[Assignment]:
Please repeat the data in full, character for character.

[Records provided]:
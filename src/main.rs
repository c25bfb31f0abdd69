use std::{env, fs::OpenOptions, net::SocketAddr, sync::Arc};

use axum::{
    Router,
    extract::{MatchedPath, Request},
};
use axum_server::Handle;
use clap::Parser;
use rusqlite::Connection;
use tower_http::trace::TraceLayer;
use tracing_subscriber::{Layer, filter, layer::SubscriberExt, util::SubscriberInitExt};

use pocket_ledger::{
    build_router, graceful_shutdown, pagination::PaginationConfig,
    stores::sqlite::create_app_state,
};

/// The REST API server for pocket_ledger.
#[derive(Parser, Debug)]
#[command(version, about, long_about = None)]
struct Args {
    /// File path to the application SQLite database.
    #[arg(long)]
    db_path: String,

    /// The port to serve the API from.
    #[arg(short, long, default_value_t = 3000)]
    port: u16,

    /// The account type recorded on transactions that do not specify one.
    #[arg(long, default_value = "cash")]
    default_account_type: String,
}

#[tokio::main]
async fn main() {
    setup_logging();

    let args = Args::parse();

    let jwt_secret =
        env::var("JWT_SECRET").expect("The environment variable 'JWT_SECRET' must be set");

    let connection = Connection::open(&args.db_path).expect("Could not open the database file.");
    let state = create_app_state(
        connection,
        &jwt_secret,
        &args.default_account_type,
        PaginationConfig::default(),
    )
    .expect("Could not initialize the database.");

    let handle = Handle::new();
    tokio::spawn(graceful_shutdown(handle.clone()));

    let router = add_tracing_layer(build_router(state));
    let addr = SocketAddr::from(([127, 0, 0, 1], args.port));

    tracing::info!("HTTP server listening on {}", addr);
    axum_server::bind(addr)
        .handle(handle)
        .serve(router.into_make_service())
        .await
        .expect("Could not start the server.");
}

fn setup_logging() {
    let stdout_log = tracing_subscriber::fmt::layer().pretty();

    let log_file = OpenOptions::new()
        .create(true)
        .append(true)
        .open("debug.log")
        .expect("Could not create log file");

    let debug_log = tracing_subscriber::fmt::layer()
        .pretty()
        .with_writer(Arc::new(log_file));

    tracing_subscriber::registry()
        .with(
            stdout_log
                .with_filter(filter::LevelFilter::INFO)
                .and_then(debug_log)
                .with_filter(filter::LevelFilter::DEBUG),
        )
        .init();
}

fn add_tracing_layer(router: Router) -> Router {
    let tracing_layer = TraceLayer::new_for_http().make_span_with(|req: &Request| {
        let method = req.method();
        let uri = req.uri();

        let matched_path = req
            .extensions()
            .get::<MatchedPath>()
            .map(|matched_path| matched_path.as_str());

        tracing::debug_span!("request", %method, %uri, matched_path)
    });

    router.layer(tracing_layer)
}
//! The uniform `{code, msg, data}` response envelope used by every endpoint.

use axum::{
    Json,
    http::StatusCode,
    response::{IntoResponse, Response},
};
use serde::Serialize;

/// The response envelope returned by every API endpoint.
///
/// `code` is the business status code, mirrored by the HTTP status. `data`
/// carries the endpoint-specific payload and is `null` for operations that
/// return nothing (e.g. deletes).
#[derive(Debug, Serialize)]
pub struct ApiResponse<T> {
    /// The business status code, e.g. 200 or 404.
    pub code: u16,
    /// A short human-readable message.
    pub msg: String,
    /// The payload, if any.
    pub data: Option<T>,
}

impl<T: Serialize> ApiResponse<T> {
    /// A 200 response with a payload.
    pub fn ok(msg: &str, data: T) -> Self {
        Self {
            code: 200,
            msg: msg.to_string(),
            data: Some(data),
        }
    }
}

impl ApiResponse<()> {
    /// A 200 response with no payload.
    pub fn message(msg: &str) -> Self {
        Self {
            code: 200,
            msg: msg.to_string(),
            data: None,
        }
    }

    /// An error response. The HTTP status is taken from `status` and the
    /// envelope code from `code` so the two always agree.
    pub fn error(status: StatusCode, code: u16, msg: String) -> Response {
        let envelope = Self {
            code,
            msg,
            data: None,
        };

        (status, Json(envelope)).into_response()
    }
}

impl<T: Serialize> IntoResponse for ApiResponse<T> {
    fn into_response(self) -> Response {
        let status = StatusCode::from_u16(self.code).unwrap_or(StatusCode::INTERNAL_SERVER_ERROR);

        (status, Json(self)).into_response()
    }
}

[Solution]:
filename src/main.rs
repository c25bfb31f0abdd69
use std::{env, fs::OpenOptions, net::SocketAddr, sync::Arc};

use axum::{
    Router,
    extract::{MatchedPath, Request},
};
use axum_server::Handle;
use clap::Parser;
use rusqlite::Connection;
use tower_http::trace::TraceLayer;
use tracing_subscriber::{Layer, filter, layer::SubscriberExt, util::SubscriberInitExt};

use pocket_ledger::{
    build_router, graceful_shutdown, pagination::PaginationConfig,
    stores::sqlite::create_app_state,
};

/// The REST API server for pocket_ledger.
#[derive(Parser, Debug)]
#[command(version, about, long_about = None)]
struct Args {
    /// File path to the application SQLite database.
    #[arg(long)]
    db_path: String,

    /// The port to serve the API from.
    #[arg(short, long, default_value_t = 3000)]
    port: u16,

    /// The account type recorded on transactions that do not specify one.
    #[arg(long, default_value = "cash")]
    default_account_type: String,
}

#[tokio::main]
async fn main() {
    setup_logging();

    let args = Args::parse();

    let jwt_secret =
        env::var("JWT_SECRET").expect("The environment variable 'JWT_SECRET' must be set");

    let connection = Connection::open(&args.db_path).expect("Could not open the database file.");
    let state = create_app_state(
        connection,
        &jwt_secret,
        &args.default_account_type,
        PaginationConfig::default(),
    )
    .expect("Could not initialize the database.");

    let handle = Handle::new();
    tokio::spawn(graceful_shutdown(handle.clone()));

    let router = add_tracing_layer(build_router(state));
    let addr = SocketAddr::from(([127, 0, 0, 1], args.port));

    tracing::info!("HTTP server listening on {}", addr);
    axum_server::bind(addr)
        .handle(handle)
        .serve(router.into_make_service())
        .await
        .expect("Could not start the server.");
}

fn setup_logging() {
    let stdout_log = tracing_subscriber::fmt::layer().pretty();

    let log_file = OpenOptions::new()
        .create(true)
        .append(true)
        .open("debug.log")
        .expect("Could not create log file");

    let debug_log = tracing_subscriber::fmt::layer()
        .pretty()
        .with_writer(Arc::new(log_file));

    tracing_subscriber::registry()
        .with(
            stdout_log
                .with_filter(filter::LevelFilter::INFO)
                .and_then(debug_log)
                .with_filter(filter::LevelFilter::DEBUG),
        )
        .init();
}

fn add_tracing_layer(router: Router) -> Router {
    let tracing_layer = TraceLayer::new_for_http().make_span_with(|req: &Request| {
        let method = req.method();
        let uri = req.uri();

        let matched_path = req
            .extensions()
            .get::<MatchedPath>()
            .map(|matched_path| matched_path.as_str());

        tracing::debug_span!("request", %method, %uri, matched_path)
    });

    router.layer(tracing_layer)
}
//! The uniform `{code, msg, data}` response envelope used by every endpoint.

use axum::{
    Json,
    http::StatusCode,
    response::{IntoResponse, Response},
};
use serde::Serialize;

/// The response envelope returned by every API endpoint.
///
/// `code` is the business status code, mirrored by the HTTP status. `data`
/// carries the endpoint-specific payload and is `null` for operations that
/// return nothing (e.g. deletes).
#[derive(Debug, Serialize)]
pub struct ApiResponse<T> {
    /// The business status code, e.g. 200 or 404.
    pub code: u16,
    /// A short human-readable message.
    pub msg: String,
    /// The payload, if any.
    pub data: Option<T>,
}

impl<T: Serialize> ApiResponse<T> {
    /// A 200 response with a payload.
    pub fn ok(msg: &str, data: T) -> Self {
        Self {
            code: 200,
            msg: msg.to_string(),
            data: Some(data),
        }
    }
}

impl ApiResponse<()> {
    /// A 200 response with no payload.
    pub fn message(msg: &str) -> Self {
        Self {
            code: 200,
            msg: msg.to_string(),
            data: None,
        }
    }

    /// An error response. The HTTP status is taken from `status` and the
    /// envelope code from `code` so the two always agree.
    pub fn error(status: StatusCode, code: u16, msg: String) -> Response {
        let envelope = Self {
            code,
            msg,
            data: None,
        };

        (status, Json(envelope)).into_response()
    }
}

impl<T: Serialize> IntoResponse for ApiResponse<T> {
    fn into_response(self) -> Response {
        let status = StatusCode::from_u16(self.code).unwrap_or(StatusCode::INTERNAL_SERVER_ERROR);

        (status, Json(self)).into_response()
    }
}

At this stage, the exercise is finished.